The FAIR principles for interoperability

GO FAIR defines interoperability based on three principles focused on machine-to-machine understanding and semantic consistency:

  • I1: Data and metadata should use a formal, accessible, shared, and broadly applicable language for knowledge representation. Examples of these languages include RDF (Resource Description Framework), OWL (Web Ontology Language), DAML+OIL, and JSON LD.
  • I2: They should use vocabularies that follow FAIR principles themselves, as specified in the FAIR Data Point.
  • I3: They should include qualified references to other data, with clear, contextual links that show how datasets relate to each other. For example, does one dataset build on another or is it a complementary dataset? Datasets should also be properly cited.

These principles encourage labs to think beyond file formats and APIs. They focus on shared meaning and ensuring that terms such as “sample,” “specimen,” or “assay” mean the same thing in every system that uses them.

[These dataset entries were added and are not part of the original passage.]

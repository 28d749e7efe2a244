//! HTTP handlers.
//!
//! Handlers are thin: they decode the request, call the registry and map
//! the outcome onto a status code.

use std::net::SocketAddr;

use axum::Json;
use axum::extract::{ConnectInfo, Path, Query, Request, State};
use axum::http::{StatusCode, header};
use axum::response::IntoResponse;
use serde::{Deserialize, Serialize};
use tracing::{debug, warn};

use crate::ApiState;

/// Upper bound on registration bodies.
const MAX_BODY_BYTES: usize = 64 * 1024;

/// JSON envelope for errors and plain acknowledgements.
#[derive(Serialize)]
struct ApiResponse<T: Serialize> {
    success: bool,
    #[serde(skip_serializing_if = "Option::is_none")]
    data: Option<T>,
    #[serde(skip_serializing_if = "Option::is_none")]
    error: Option<String>,
}

impl<T: Serialize> ApiResponse<T> {
    fn ok(data: T) -> Json<Self> {
        Json(Self {
            success: true,
            data: Some(data),
            error: None,
        })
    }
}

pub(crate) fn error_response(msg: &str, status: StatusCode) -> impl IntoResponse {
    (
        status,
        Json(ApiResponse::<()> {
            success: false,
            data: None,
            error: Some(msg.to_string()),
        }),
    )
}

/// GET /healthcheck
pub async fn healthcheck() -> &'static str {
    "Healthy"
}

/// Registration body. `host` defaults to the caller's address.
#[derive(Debug, Deserialize)]
pub struct RegisterRequest {
    pub id: String,
    pub port: u16,
    #[serde(default)]
    pub host: Option<String>,
    #[serde(default)]
    pub secondary_port: Option<u16>,
}

/// POST /register
///
/// Takes the raw request so the peer address can be read from its
/// extensions when the server runs with connect info.
pub async fn register(State(state): State<ApiState>, request: Request) -> impl IntoResponse {
    let peer = request
        .extensions()
        .get::<ConnectInfo<SocketAddr>>()
        .map(|ConnectInfo(addr)| addr.ip().to_string());

    let body = match axum::body::to_bytes(request.into_body(), MAX_BODY_BYTES).await {
        Ok(body) => body,
        Err(e) => {
            return error_response(&format!("unreadable body: {e}"), StatusCode::BAD_REQUEST)
                .into_response();
        }
    };
    let req: RegisterRequest = match serde_json::from_slice(&body) {
        Ok(req) => req,
        Err(e) => {
            debug!(error = %e, "rejected registration body");
            return error_response(&format!("invalid request body: {e}"), StatusCode::BAD_REQUEST)
                .into_response();
        }
    };

    let host = match req.host.filter(|h| !h.trim().is_empty()).or(peer) {
        Some(host) => host,
        None => {
            return error_response("host is required", StatusCode::BAD_REQUEST).into_response();
        }
    };

    match state
        .registry
        .register(&req.id, &host, req.port, req.secondary_port)
    {
        Ok(()) => (StatusCode::OK, "Worker registered").into_response(),
        Err(e) if e.is_validation() => {
            error_response(&e.to_string(), StatusCode::BAD_REQUEST).into_response()
        }
        Err(e) => {
            warn!(worker_id = %req.id, error = %e, "registration failed");
            error_response(&e.to_string(), StatusCode::INTERNAL_SERVER_ERROR).into_response()
        }
    }
}

#[derive(Debug, Deserialize)]
pub struct HealthQuery {
    pub address: Option<String>,
}

#[derive(Debug, Serialize, Deserialize, PartialEq, Eq)]
pub struct WorkerHealth {
    pub address: String,
    pub is_healthy: bool,
}

/// GET /worker/health?address=host:port
pub async fn worker_health(
    State(state): State<ApiState>,
    Query(query): Query<HealthQuery>,
) -> impl IntoResponse {
    let Some(address) = query.address.filter(|a| !a.is_empty()) else {
        return error_response("address query parameter is required", StatusCode::BAD_REQUEST)
            .into_response();
    };

    match state.registry.get_worker_health_by_address(&address) {
        Some(is_healthy) => Json(WorkerHealth {
            address,
            is_healthy,
        })
        .into_response(),
        None => error_response("worker not found", StatusCode::NOT_FOUND).into_response(),
    }
}

/// GET /workers/healthy
pub async fn healthy_workers(State(state): State<ApiState>) -> impl IntoResponse {
    Json(state.registry.list_healthy())
}

/// GET /workers/{id}
pub async fn get_worker(
    State(state): State<ApiState>,
    Path(id): Path<String>,
) -> impl IntoResponse {
    match state.registry.get_worker(&id) {
        Some(worker) => Json(worker).into_response(),
        None => error_response("worker not found", StatusCode::NOT_FOUND).into_response(),
    }
}

/// DELETE /workers/{id}
pub async fn remove_worker(
    State(state): State<ApiState>,
    Path(id): Path<String>,
) -> impl IntoResponse {
    if state.registry.remove_worker(&id) {
        ApiResponse::ok("removed").into_response()
    } else {
        error_response("worker not found", StatusCode::NOT_FOUND).into_response()
    }
}

/// POST /workers/check
pub async fn check_workers(State(state): State<ApiState>) -> impl IntoResponse {
    Json(state.registry.check_all_workers().await)
}

/// GET /metrics
pub async fn prometheus_metrics(State(state): State<ApiState>) -> impl IntoResponse {
    let body = warpreg_metrics::render_prometheus(&state.metrics);
    (
        [(header::CONTENT_TYPE, "text/plain; version=0.0.4; charset=utf-8")],
        body,
    )
}
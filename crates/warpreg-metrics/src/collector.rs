//! Metrics collector — in-process counters and gauges.
//!
//! All methods take `&self` and are cheap; the registry calls them while
//! serving requests, so they only touch small maps behind short locks.

use std::collections::BTreeMap;
use std::sync::RwLock;
use std::time::Duration;

use tracing::debug;

/// Last observed health of one worker.
#[derive(Debug, Clone, PartialEq, Eq)]
pub struct WorkerHealthSample {
    /// Id the worker registered with.
    pub worker_id: String,
    /// Base URL the worker is probed at, e.g. `http://10.0.0.5:8080`.
    pub url: String,
    /// Result of the most recent health transition.
    pub healthy: bool,
}

/// Aggregated counters for one (method, endpoint, status) triple.
#[derive(Debug, Clone, Copy, Default, PartialEq)]
pub struct RequestStats {
    /// Requests served.
    pub count: u64,
    /// Summed latency of those requests, in seconds.
    pub total_seconds: f64,
}

/// Lifetime totals for the health sweep.
#[derive(Debug, Clone, Copy, Default, PartialEq)]
pub struct SweepTotals {
    /// Completed sweeps.
    pub sweeps: u64,
    /// Workers probed across all sweeps, counting each worker once per sweep.
    pub probed: u64,
    /// Workers removed after exhausting their attempts.
    pub evicted: u64,
    /// Wall time of the most recent sweep.
    pub last_duration_seconds: f64,
}

type RequestKey = (String, String, u16);

/// Collects registry metrics.
#[derive(Debug, Default)]
pub struct RegistryMetrics {
    /// worker_id → last health observation.
    workers: RwLock<BTreeMap<String, WorkerHealthSample>>,
    requests: RwLock<BTreeMap<RequestKey, RequestStats>>,
    sweeps: RwLock<SweepTotals>,
}

impl RegistryMetrics {
    pub fn new() -> Self {
        Self::default()
    }

    /// Record a health observation (1 healthy, 0 unhealthy) for a worker.
    pub fn record_worker_health(&self, worker_id: &str, url: &str, healthy: bool) {
        debug!(%worker_id, %url, healthy, "recording worker health");
        let mut workers = self.workers.write().expect("metrics lock");
        workers.insert(
            worker_id.to_string(),
            WorkerHealthSample {
                worker_id: worker_id.to_string(),
                url: url.to_string(),
                healthy,
            },
        );
    }

    /// Drop the health gauge of a worker that left the registry.
    pub fn forget_worker(&self, worker_id: &str) {
        let mut workers = self.workers.write().expect("metrics lock");
        workers.remove(worker_id);
    }

    pub fn worker_health(&self, worker_id: &str) -> Option<bool> {
        let workers = self.workers.read().expect("metrics lock");
        workers.get(worker_id).map(|s| s.healthy)
    }

    pub fn worker_samples(&self) -> Vec<WorkerHealthSample> {
        let workers = self.workers.read().expect("metrics lock");
        workers.values().cloned().collect()
    }

    /// Record the result of one full health sweep.
    pub fn record_sweep(&self, probed: usize, evicted: usize, duration: Duration) {
        let mut totals = self.sweeps.write().expect("metrics lock");
        totals.sweeps += 1;
        totals.probed += probed as u64;
        totals.evicted += evicted as u64;
        totals.last_duration_seconds = duration.as_secs_f64();
    }

    pub fn sweep_totals(&self) -> SweepTotals {
        *self.sweeps.read().expect("metrics lock")
    }

    /// Record one served HTTP request.
    pub fn record_request(&self, method: &str, endpoint: &str, status: u16, latency: Duration) {
        let mut requests = self.requests.write().expect("metrics lock");
        let stats = requests
            .entry((method.to_string(), endpoint.to_string(), status))
            .or_default();
        stats.count += 1;
        stats.total_seconds += latency.as_secs_f64();
    }

    pub fn request_stats(&self, method: &str, endpoint: &str, status: u16) -> Option<RequestStats> {
        let requests = self.requests.read().expect("metrics lock");
        requests
            .get(&(method.to_string(), endpoint.to_string(), status))
            .copied()
    }

    /// All request counters, ordered by (method, endpoint, status).
    pub fn request_samples(&self) -> Vec<(String, String, u16, RequestStats)> {
        let requests = self.requests.read().expect("metrics lock");
        requests
            .iter()
            .map(|((m, e, s), stats)| (m.clone(), e.clone(), *s, *stats))
            .collect()
    }
}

How a LIMS can help support interoperability

A laboratory information management system (LIMS) plays a central role in improving interoperability across lab informatics solutions. Many modern systems offer standardized data models that define common entities such as samples, tests, and instruments. They also support integration capabilities such as RESTful APIs for connecting instruments, electronic lab notebooks (ELNs), and analytical software.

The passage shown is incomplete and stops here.